# Programming Project - Unit 2,4
*by Igor A. Brandão and Leandro Antonio Feliciano da Silva*

**Goals**
The purpose of this project is explore the following:

- Full content of the statistical part seen in the course;
- Graphs generation;
- Geolocation analysis and hypotheses should be explained in detail.

## Global Imports

Import the necessary libraries to handle 

- Geocoding;
- Maps;
- File input;
- Heatmap;
- Bokeh charts;
- Numpy library;
- Tqdm progress bar

In [None]:
### Library necessary to run this IPython Notebook
!pip install geocoder
!pip install folium
!pip install tqdm

In [135]:
# Import pandas
import pandas as pd

# Import google geocoder
import geocoder as gc

# Import numpy library
import numpy as np

# Import folium heatmap
import folium
from folium.plugins import HeatMap

# Import tqdm progressing bar plugin
from tqdm import tqdm

# Import bokeh libraries
from bokeh.plotting import figure
from bokeh.charts import Bar, Histogram, Donut, BoxPlot, output_notebook, show
from bokeh.layouts import row
from bokeh.models import HoverTool
from bokeh.charts.attributes import cat, color
from bokeh.charts.operations import blend

## Data importing

This cell is responsible to import the dataSet from excel file and save it into a variable **xl**

In [136]:
# Import pandas
import pandas as pd

# Assign spreadsheet filename: file
file = 'imd_student_blind.xlsx'

# Load spreadsheet: xl
xl = pd.ExcelFile(file)

# Print sheet names
print(xl.sheet_names)

['Sheet1']


## Data printing

Here the dataFrame receive the dataSet from **Sheet1** --> *xl.parse(0)*

In [137]:
# Load a sheet into a DataFrame by index: df
df = xl.parse(0)

# Print the head of the DataFrame df
df.head()

Unnamed: 0,a_ID,CEP,ano_ingresso,periodo_ingresso,status,ano_disciplina,periodo_disciplina,nota,disciplina_ID,status.disciplina
0,0,59015430,2014,1,CANCELADO,2014,2,2.6,0,Reprovado
1,0,59015430,2014,1,CANCELADO,2015,1,8.0,0,Aprovado
2,1,59073120,2014,1,CANCELADO,2014,2,0.1,0,Reprovado
3,2,59072580,2014,1,ATIVO,2014,2,6.1,0,Aprovado
4,3,59088150,2014,1,ATIVO,2014,1,3.0,0,Reprovado


## 1) Geolocation handler section

Here in this section, we'll handle the geolocalization infos. The idea is converting the zipcode into latitude and longitude and export the new dataSet (as it requires a long time to perform this operation).

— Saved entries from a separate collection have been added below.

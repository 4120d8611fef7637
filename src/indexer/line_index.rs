//! Line-number → byte-offset table.
//!
//! `offsets[i]` is the byte offset just past line `i`'s terminator, with a leading
//! `0`, so line `i` occupies `offsets[i]..offsets[i + 1]`. All range queries clamp
//! instead of failing, so callers never tell "out of range" apart from "empty".

/// Offset table for the lines of one session.
#[derive(Debug, Clone, PartialEq, Eq)]
pub struct LineIndex {
    offsets: Vec<u64>,
}

impl LineIndex {
    pub fn new() -> Self {
        Self { offsets: vec![0] }
    }

    /// Records one more line ending at `new_total_bytes`.
    ///
    /// Offsets must not go backwards; callers check the store size before pushing.
    #[inline(always)]
    pub fn append_offset(&mut self, new_total_bytes: u64) {
        debug_assert!(new_total_bytes >= self.end_offset());
        self.offsets.push(new_total_bytes);
    }

    /// Appends a batch of line end offsets produced by the scanner.
    pub fn extend_offsets(&mut self, line_ends: &[u64]) {
        debug_assert!(line_ends.first().map_or(true, |&o| o >= self.end_offset()));
        self.offsets.extend_from_slice(line_ends);
    }

    #[inline(always)]
    pub fn line_count(&self) -> usize {
        self.offsets.len() - 1
    }

    /// Total bytes covered by indexed lines.
    #[inline(always)]
    pub fn end_offset(&self) -> u64 {
        self.offsets[self.offsets.len() - 1]
    }

    /// Immutable view of the offsets, including the leading zero.
    #[inline(always)]
    pub fn offsets(&self) -> &[u64] {
        &self.offsets
    }

    /// `(start, end)` byte range covering `count` lines from `start_line`, both
    /// clamped to `[0, line_count]`.
    pub fn byte_range(&self, start_line: usize, count: usize) -> (u64, u64) {
        let n = self.line_count();
        let start = start_line.min(n);
        let end = start_line.saturating_add(count).min(n);
        (self.offsets[start], self.offsets[end.max(start)])
    }

    /// End offset of every line in `[start, end)` relative to `offsets[start]`, so
    /// line `k` of a blob read at `byte_range(start, ..)` is `blob[prev_end..ends[k]]`.
    pub fn line_ends(&self, start: usize, end: usize) -> Vec<u64> {
        let n = self.line_count();
        let end = end.min(n);
        let start = start.min(end);
        let base = self.offsets[start];
        self.offsets[start + 1..=end]
            .iter()
            .map(|&o| o - base)
            .collect()
    }

    /// Drops every line, back to `[0]`.
    pub fn reset(&mut self) {
        self.offsets.clear();
        self.offsets.push(0);
    }
}

impl Default for LineIndex {
    fn default() -> Self {
        Self::new()
    }
}
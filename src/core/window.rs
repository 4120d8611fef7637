//! Windowed reads: resolve a line range through the index, read its bytes in one
//! call, and cut them back into lines.

use crate::core::engine::LogEngine;
use crate::error::{LogStoreError, Result};
use crate::indexer::scanner::STORAGE_SEPARATOR;
use crate::store::ByteStore;

/// Lines served for a window request, with the start line actually used.
#[derive(Debug, Clone, PartialEq, Eq)]
pub struct LogWindow {
    pub start_line: usize,
    pub lines: Vec<String>,
}

impl LogEngine {
    /// Reads up to `count` lines starting at `start_line`.
    ///
    /// With a filter active, positions refer to the filtered view rather than to
    /// stored lines. Out-of-range requests are clamped and come back empty rather
    /// than failing.
    pub fn read_window(&self, start_line: usize, count: usize) -> Result<LogWindow> {
        let total = self.visible_line_count();
        let start = start_line.min(total);
        let end = start.saturating_add(count).min(total);
        if end <= start {
            return Ok(LogWindow {
                start_line: start,
                lines: Vec::new(),
            });
        }

        let lines = match &self.filter {
            Some(view) => self.read_selected(&view.lines()[start..end])?,
            None => self.read_lines(start, end)?,
        };
        Ok(LogWindow {
            start_line: start,
            lines,
        })
    }

    /// Stored lines `start..end`, read in one call.
    fn read_lines(&self, start: usize, end: usize) -> Result<Vec<String>> {
        let (byte_start, byte_end) = self.index.byte_range(start, end - start);
        let store = self.store()?;
        let blob = read_range(store.as_ref(), byte_start, byte_end)?;
        Ok(decode_lines(&blob, &self.index.line_ends(start, end)))
    }

    /// Stored lines by ascending number; each run of consecutive lines is one read.
    fn read_selected(&self, selected: &[usize]) -> Result<Vec<String>> {
        let mut lines = Vec::with_capacity(selected.len());
        let mut rest = selected;
        while let Some(&first) = rest.first() {
            let run = rest
                .iter()
                .enumerate()
                .take_while(|&(i, &line)| line == first + i)
                .count();
            lines.extend(self.read_lines(first, first + run)?);
            rest = &rest[run..];
        }
        Ok(lines)
    }
}

/// Reads exactly `start..end` from `store`.
pub(crate) fn read_range(store: &dyn ByteStore, start: u64, end: u64) -> Result<Vec<u8>> {
    let expected = end - start;
    let mut buf = vec![0u8; expected as usize];
    let actual = store
        .read_at(&mut buf, start)
        .map_err(|source| LogStoreError::StorageReadFailed {
            offset: start,
            source,
        })? as u64;

    if actual < expected {
        return Err(LogStoreError::TruncatedRead {
            offset: start,
            expected,
            actual,
        });
    }
    Ok(buf)
}

/// Decodes lines from a contiguous blob and relative line end offsets.
/// `line_ends[i]` is exclusive, so line `i` = `blob[prev_end..line_ends[i]]`, minus
/// its terminator. Invalid UTF-8 is replaced rather than rejected.
fn decode_lines(blob: &[u8], line_ends: &[u64]) -> Vec<String> {
    let mut lines = Vec::with_capacity(line_ends.len());
    let mut start = 0usize;
    for &end in line_ends {
        let end = (end as usize).min(blob.len());
        let slice = &blob[start..end];
        let slice = slice.strip_suffix(&[STORAGE_SEPARATOR]).unwrap_or(slice);
        lines.push(String::from_utf8_lossy(slice).into_owned());
        start = end;
    }
    lines
}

After that, it'll be possible to pin the students position and generate the heatMap.

In [138]:
# df["GeoCod"] = df["CEP"]
df['lat'], df['long'] = [0, 0]

# Print new df
df.head()

Unnamed: 0,a_ID,CEP,ano_ingresso,periodo_ingresso,status,ano_disciplina,periodo_disciplina,nota,disciplina_ID,status.disciplina,lat,long
0,0,59015430,2014,1,CANCELADO,2014,2,2.6,0,Reprovado,0,0
1,0,59015430,2014,1,CANCELADO,2015,1,8.0,0,Aprovado,0,0
2,1,59073120,2014,1,CANCELADO,2014,2,0.1,0,Reprovado,0,0
3,2,59072580,2014,1,ATIVO,2014,2,6.1,0,Aprovado,0,0
4,3,59088150,2014,1,ATIVO,2014,1,3.0,0,Reprovado,0,0


### *Warning: Do not process this cell again!*

We've already converted all CEP into *lat/long*, you just need to skip this cell.

Please, use the **py-students-blind-with-lat-long.csv** file to generate the maps and save your time and your processor ;)

In [34]:
# Retrieve the latitude and longitute related to each student
for i in tqdm(range(len(df))):
    str = df.loc[i,'CEP']
    g = gc.google(str)
    if g.lat != None:
        df.ix[i,'lat'] = g.lat
        df.ix[i,'long'] = g.lng
print('Geocoding complete!')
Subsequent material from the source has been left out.